И вот теперь подобное происходило с Егором: наши с ним набеги на ветеринаров в надежде, что найдётся средство убежать от неизбежного, его страх, моё отчаяние и, наконец, смиренное осознание того, что счастью наше нас не покинуло, только немного видоизменилось, что счастье наше – это когда ты болеешь. Болеешь – значит, живёшь. Какое это счастье – быть живым! Ради этого я готова завалить квартиру пелёнками, прокладками, вкусностями всяческими, выносить парня на руках подышать свежим воздухом (такой у нас с Егором прогул нынче)…
Только живи!
Но наступает момент, когда понимаешь, что и этот период недолгого счастья когда-нибудь завершится. И вот… И вот я ищу телефон. И говорю себе, я должна быть готова. Я знаю, кому я позвоню. Я знаю, как это произойдёт. И нужно приготовить не только деньги, но и сумку, в которой мой парень, вернее, уже не он, а только его отболевшее и отдышавшее, отжившее тело отправится из нашего дома.
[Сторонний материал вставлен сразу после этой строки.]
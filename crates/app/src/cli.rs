use std::path::PathBuf;

use api_types::{
    Id, Money,
    account::AccountType,
    category::CategoryKind,
    invoice::InvoiceStatus,
    party::PartyType,
    transaction::TransactionType,
};
use chrono::NaiveDate;
use clap::{Args, Parser, Subcommand, ValueEnum};
use engine::{DatePreset, FilterState};

#[derive(Debug, Parser)]
#[command(name = "fintrack")]
#[command(about = "Accounts, transactions, invoices and reports from the command line")]
pub struct Cli {
    #[command(flatten)]
    pub global: GlobalArgs,

    #[command(subcommand)]
    pub command: Command,
}

#[derive(Debug, Default, Args)]
pub struct GlobalArgs {
    /// Optional config file path (TOML).
    #[arg(long, global = true)]
    pub config: Option<String>,
    /// Override base URL (e.g. https://api.example.com/api).
    #[arg(long, global = true)]
    pub base_url: Option<String>,
    /// Override the API token.
    #[arg(long, global = true)]
    pub token: Option<String>,
    /// Organization id sent with every request.
    #[arg(long, global = true)]
    pub organization: Option<String>,
    /// Override timezone (IANA name).
    #[arg(long, global = true)]
    pub timezone: Option<String>,
    /// Override currency code printed next to amounts.
    #[arg(long, global = true)]
    pub currency: Option<String>,
    /// Log level (error, warn, info, debug, trace).
    #[arg(long, global = true)]
    pub level: Option<String>,
}

#[derive(Debug, Subcommand)]
pub enum Command {
    /// Exchange credentials for an API token.
    Login(LoginArgs),
    Accounts {
        #[command(subcommand)]
        command: AccountsCommand,
    },
    Transactions {
        #[command(subcommand)]
        command: TransactionsCommand,
    },
    /// Move money between two accounts.
    Transfer(TransferArgs),
    Categories {
        #[command(subcommand)]
        command: CategoriesCommand,
    },
    Counterparties {
        #[command(subcommand)]
        command: CounterpartiesCommand,
    },
    Orgs {
        #[command(subcommand)]
        command: OrgsCommand,
    },
    Parties {
        #[command(subcommand)]
        command: PartiesCommand,
    },
    Invoices {
        #[command(subcommand)]
        command: InvoicesCommand,
    },
    Imports {
        #[command(subcommand)]
        command: ImportsCommand,
    },
    /// Server-side totals for a filter.
    Summary(FilterArgs),
    /// Export the filtered transactions with running balances.
    Report(ReportArgs),
}

#[derive(Debug, Args)]
pub struct LoginArgs {
    #[arg(long)]
    pub email: String,
    /// Prefer setting `FINTRACK_PASSWORD` over passing the flag.
    #[arg(long, env = "FINTRACK_PASSWORD", hide_env_values = true)]
    pub password: String,
}

#[derive(Debug, Subcommand)]
pub enum AccountsCommand {
    List,
    Show {
        account: String,
    },
    Create {
        #[arg(long)]
        name: String,
        #[arg(long = "type", value_enum, default_value_t = AccountTypeArg::Debit)]
        account_type: AccountTypeArg,
        /// Opening balance.
        #[arg(long, default_value = "0")]
        balance: Money,
        #[arg(long)]
        description: Option<String>,
    },
    Delete {
        account: String,
    },
}

#[derive(Debug, Subcommand)]
pub enum TransactionsCommand {
    List {
        #[command(flatten)]
        filter: FilterArgs,
        #[arg(long, default_value_t = 1)]
        page: u32,
        #[arg(long, default_value_t = 50)]
        limit: u32,
    },
    Create(TransactionArgs),
    Delete {
        id: Id,
    },
}

#[derive(Debug, Args)]
pub struct TransactionArgs {
    /// Account id or name.
    #[arg(long)]
    pub account: String,
    #[arg(long)]
    pub amount: Money,
    #[arg(long = "type", value_enum)]
    pub tx_type: TxTypeArg,
    /// Defaults to today in the configured timezone.
    #[arg(long)]
    pub date: Option<NaiveDate>,
    #[arg(long)]
    pub description: Option<String>,
    /// Category id or name.
    #[arg(long)]
    pub category: Option<String>,
    /// Counterparty id, name or email.
    #[arg(long)]
    pub counterparty: Option<String>,
    /// Party id or name.
    #[arg(long)]
    pub party: Option<String>,
    #[arg(long)]
    pub reference: Option<String>,
}

#[derive(Debug, Args)]
pub struct TransferArgs {
    #[arg(long)]
    pub from: String,
    #[arg(long)]
    pub to: String,
    #[arg(long)]
    pub amount: Money,
    #[arg(long)]
    pub date: Option<NaiveDate>,
    #[arg(long)]
    pub description: Option<String>,
}

#[derive(Debug, Subcommand)]
pub enum CategoriesCommand {
    List {
        #[arg(long, value_enum)]
        kind: Option<CategoryKindArg>,
    },
    Create {
        #[arg(long)]
        name: String,
        #[arg(long, value_enum)]
        kind: CategoryKindArg,
        #[arg(long)]
        color: Option<String>,
        #[arg(long)]
        parent: Option<Id>,
    },
    Delete {
        category: String,
    },
}

#[derive(Debug, Subcommand)]
pub enum CounterpartiesCommand {
    List {
        #[arg(long)]
        search: Option<String>,
    },
}

#[derive(Debug, Subcommand)]
pub enum OrgsCommand {
    List,
    Members { id: Id },
}

#[derive(Debug, Subcommand)]
pub enum PartiesCommand {
    List {
        #[arg(long = "type", value_enum)]
        party_type: Option<PartyTypeArg>,
    },
    Show {
        party: String,
    },
    Ledger {
        party: String,
    },
}

#[derive(Debug, Subcommand)]
pub enum InvoicesCommand {
    List {
        /// Party id or name.
        #[arg(long)]
        party: Option<String>,
        #[arg(long, value_enum)]
        status: Option<InvoiceStatusArg>,
    },
    Show {
        id: Id,
    },
    Status {
        id: Id,
        #[arg(value_enum)]
        status: InvoiceStatusArg,
    },
}

#[derive(Debug, Subcommand)]
pub enum ImportsCommand {
    List,
    /// Upload a bank statement for an account.
    Upload {
        #[arg(long)]
        account: String,
        file: PathBuf,
    },
}

/// Filters shared by `transactions list`, `summary` and `report`.
///
/// Account, category, counterparty and party accept an id or a name.
#[derive(Debug, Default, Args)]
pub struct FilterArgs {
    #[arg(long)]
    pub account: Option<String>,
    #[arg(long)]
    pub category: Option<String>,
    #[arg(long)]
    pub counterparty: Option<String>,
    #[arg(long)]
    pub party: Option<String>,
    #[arg(long = "type", value_enum)]
    pub tx_type: Option<TxTypeArg>,
    #[arg(long, conflicts_with = "period")]
    pub from: Option<NaiveDate>,
    #[arg(long, conflicts_with = "period")]
    pub to: Option<NaiveDate>,
    /// today, 7d, 30d, this-month, last-month or this-year.
    #[arg(long)]
    pub period: Option<DatePreset>,
    #[arg(long)]
    pub min_amount: Option<Money>,
    #[arg(long)]
    pub max_amount: Option<Money>,
    #[arg(long)]
    pub search: Option<String>,
}

impl FilterArgs {
    /// Filter state for everything that does not need a lookup. Named
    /// references are resolved by the caller.
    pub fn to_state(&self, today: NaiveDate) -> FilterState {
        let mut state = FilterState::default();
        state.set_type(self.tx_type.map(Into::into));
        match self.period {
            Some(preset) => state.apply_preset(preset, today),
            None => state.set_date_range(self.from, self.to),
        }
        state.set_amount_range(self.min_amount, self.max_amount);
        if let Some(search) = &self.search {
            state.set_search(search);
        }
        state
    }
}

#[derive(Debug, Args)]
pub struct ReportArgs {
    #[command(flatten)]
    pub filter: FilterArgs,
    #[arg(long, value_enum, default_value_t = ReportFormat::Html)]
    pub format: ReportFormat,
    /// Output file; standard output when omitted.
    #[arg(long)]
    pub output: Option<PathBuf>,
    #[arg(long, default_value = "Transaction report")]
    pub title: String,
}

#[derive(Clone, Copy, Debug, PartialEq, Eq, ValueEnum)]
pub enum ReportFormat {
    Html,
    Csv,
}

#[derive(Clone, Copy, Debug, PartialEq, Eq, ValueEnum)]
pub enum TxTypeArg {
    Debit,
    Credit,
}

impl From<TxTypeArg> for TransactionType {
    fn from(value: TxTypeArg) -> Self {
        match value {
            TxTypeArg::Debit => Self::Debit,
            TxTypeArg::Credit => Self::Credit,
        }
    }
}

#[derive(Clone, Copy, Debug, PartialEq, Eq, ValueEnum)]
pub enum AccountTypeArg {
    Debit,
    Credit,
}

impl From<AccountTypeArg> for AccountType {
    fn from(value: AccountTypeArg) -> Self {
        match value {
            AccountTypeArg::Debit => Self::Debit,
            AccountTypeArg::Credit => Self::Credit,
        }
    }
}

#[derive(Clone, Copy, Debug, PartialEq, Eq, ValueEnum)]
pub enum CategoryKindArg {
    Income,
    Expense,
}

impl From<CategoryKindArg> for CategoryKind {
    fn from(value: CategoryKindArg) -> Self {
        match value {
            CategoryKindArg::Income => Self::Income,
            CategoryKindArg::Expense => Self::Expense,
        }
    }
}

#[derive(Clone, Copy, Debug, PartialEq, Eq, ValueEnum)]
pub enum PartyTypeArg {
    Customer,
    Supplier,
}

impl From<PartyTypeArg> for PartyType {
    fn from(value: PartyTypeArg) -> Self {
        match value {
            PartyTypeArg::Customer => Self::Customer,
            PartyTypeArg::Supplier => Self::Supplier,
        }
    }
}

#[derive(Clone, Copy, Debug, PartialEq, Eq, ValueEnum)]
pub enum InvoiceStatusArg {
    Draft,
    Sent,
    Paid,
    Overdue,
    Cancelled,
}

impl From<InvoiceStatusArg> for InvoiceStatus {
    fn from(value: InvoiceStatusArg) -> Self {
        match value {
            InvoiceStatusArg::Draft => Self::Draft,
            InvoiceStatusArg::Sent => Self::Sent,
            InvoiceStatusArg::Paid => Self::Paid,
            InvoiceStatusArg::Overdue => Self::Overdue,
            InvoiceStatusArg::Cancelled => Self::Cancelled,
        }
    }
}

#[cfg(test)]
mod tests {
    use clap::CommandFactory;

    use super::*;

    fn parse(args: &[&str]) -> Cli {
        Cli::try_parse_from(std::iter::once("fintrack").chain(args.iter().copied())).unwrap()
    }

    #[test]
    fn command_tree_is_consistent() {
        Cli::command().debug_assert();
    }

    #[test]
    fn report_flags_become_filter_state() {
        let cli = parse(&[
            "report",
            "--type",
            "debit",
            "--period",
            "last-month",
            "--min-amount",
            "10,50",
            "--search",
            "  rent ",
            "--format",
            "csv",
            "--organization",
            "org-1",
        ]);
        assert_eq!(cli.global.organization.as_deref(), Some("org-1"));
        let Command::Report(args) = cli.command else {
            panic!("expected report");
        };
        assert_eq!(args.format, ReportFormat::Csv);

        let today = NaiveDate::from_ymd_opt(2024, 3, 15).unwrap();
        let state = args.filter.to_state(today);
        assert_eq!(state.tx_type, Some(TransactionType::Debit));
        assert_eq!(state.start_date, NaiveDate::from_ymd_opt(2024, 2, 1));
        assert_eq!(state.end_date, NaiveDate::from_ymd_opt(2024, 2, 29));
        assert_eq!(state.min_amount, Some(Money::new(1_050)));
        assert_eq!(state.search.as_deref(), Some("rent"));
    }

    #[test]
    fn period_conflicts_with_explicit_dates() {
        let result = Cli::try_parse_from([
            "fintrack",
            "summary",
            "--period",
            "7d",
            "--from",
            "2024-01-01",
        ]);
        assert!(result.is_err());
    }

    #[test]
    fn amounts_are_parsed_strictly() {
        assert!(
            Cli::try_parse_from([
                "fintrack",
                "transfer",
                "--from",
                "a",
                "--to",
                "b",
                "--amount",
                "1.234",
            ])
            .is_err()
        );
    }
}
Это будет его летняя сумка-переноска. Только её нужно предварительно протереть внутри, чтобы – чистенькая. Вдруг кому-нибудь ещё – неизвестно, кому – пригодится… Да и парня я не могу отправить ТУДА, не приведя сумку в достойный вид.
Я снимаю переноску с антресолей в кладовке, чтобы заняться ею, и вдруг слышу, в комнате раздаётся знакомый мелкий топот, словно сорок мышат пробежали. Это Егор бежит (!) мимо меня в прихожую. Ожил! Какое счастье!
Счастье не длится долго. Но всё равно, спасибо ему! Егор, как выяснилось, описался и от этого проснулся. И от огорчения рванул на всех своих, неожиданно заработавших четырёх - куда его слепые глаза глядят. Он-то, конечно, огорчился, а я нет, я рада, что есть ещё в жизни нашей огорчения, на которые можно весело плюнуть!

О  СУКАХ  В  НАШЕЙ  С  ЕГОРОМ  ЖИЗНИ

На выставке в Новосибирске то ли в конце 2004, то ли вначале 2005 г. судья из Обнинска, ставя моего Егора на второе место, сказала мне: «Проявим рыцарские качества — пропустим даму (это пуделиху, понимай как «суку») вперёд».
Рыцарство, конечно, рыцарством, но Егор тогда и впрямь был не в себе.  Вокруг него вовсю крутились суки, добрая половина которых производила на него, по причине течки, ошеломляющее впечатление, и Егор мой, разволновавшись, захромал, да так, что его чуть вообще с ринга не сняли!
Бывало и в Тюмени по молодости (опять же Егоровой), когда его на выставке в сравнении с роскошной сукой поставили на второе место. Ну, тут уж нам не на что губу раскатывать. Сука была в такой шерсти, что Анжела Дэвис, пламенный борец за свободу негров, удавилась бы от зависти.
Всё, чего Егор добился в своей жизни, нам никто не ...дарил. Всё отрабатывалось честно, строго, а иногда и мучительно долго, со слезами, долго вспоминавшимися  обидами. Егор между тем начинал седеть, однако воинственный дух его неожиданно стремительно возрос. Появление в доме молодых кобелей (алиментного сына Добрыни и приёмыша Жиголо) сильно подействовало на его амбиции, и я начала с тайной надеждой ждать первого ветеранского ринга Егора, предвкушая давно уж заслуженный им триумф.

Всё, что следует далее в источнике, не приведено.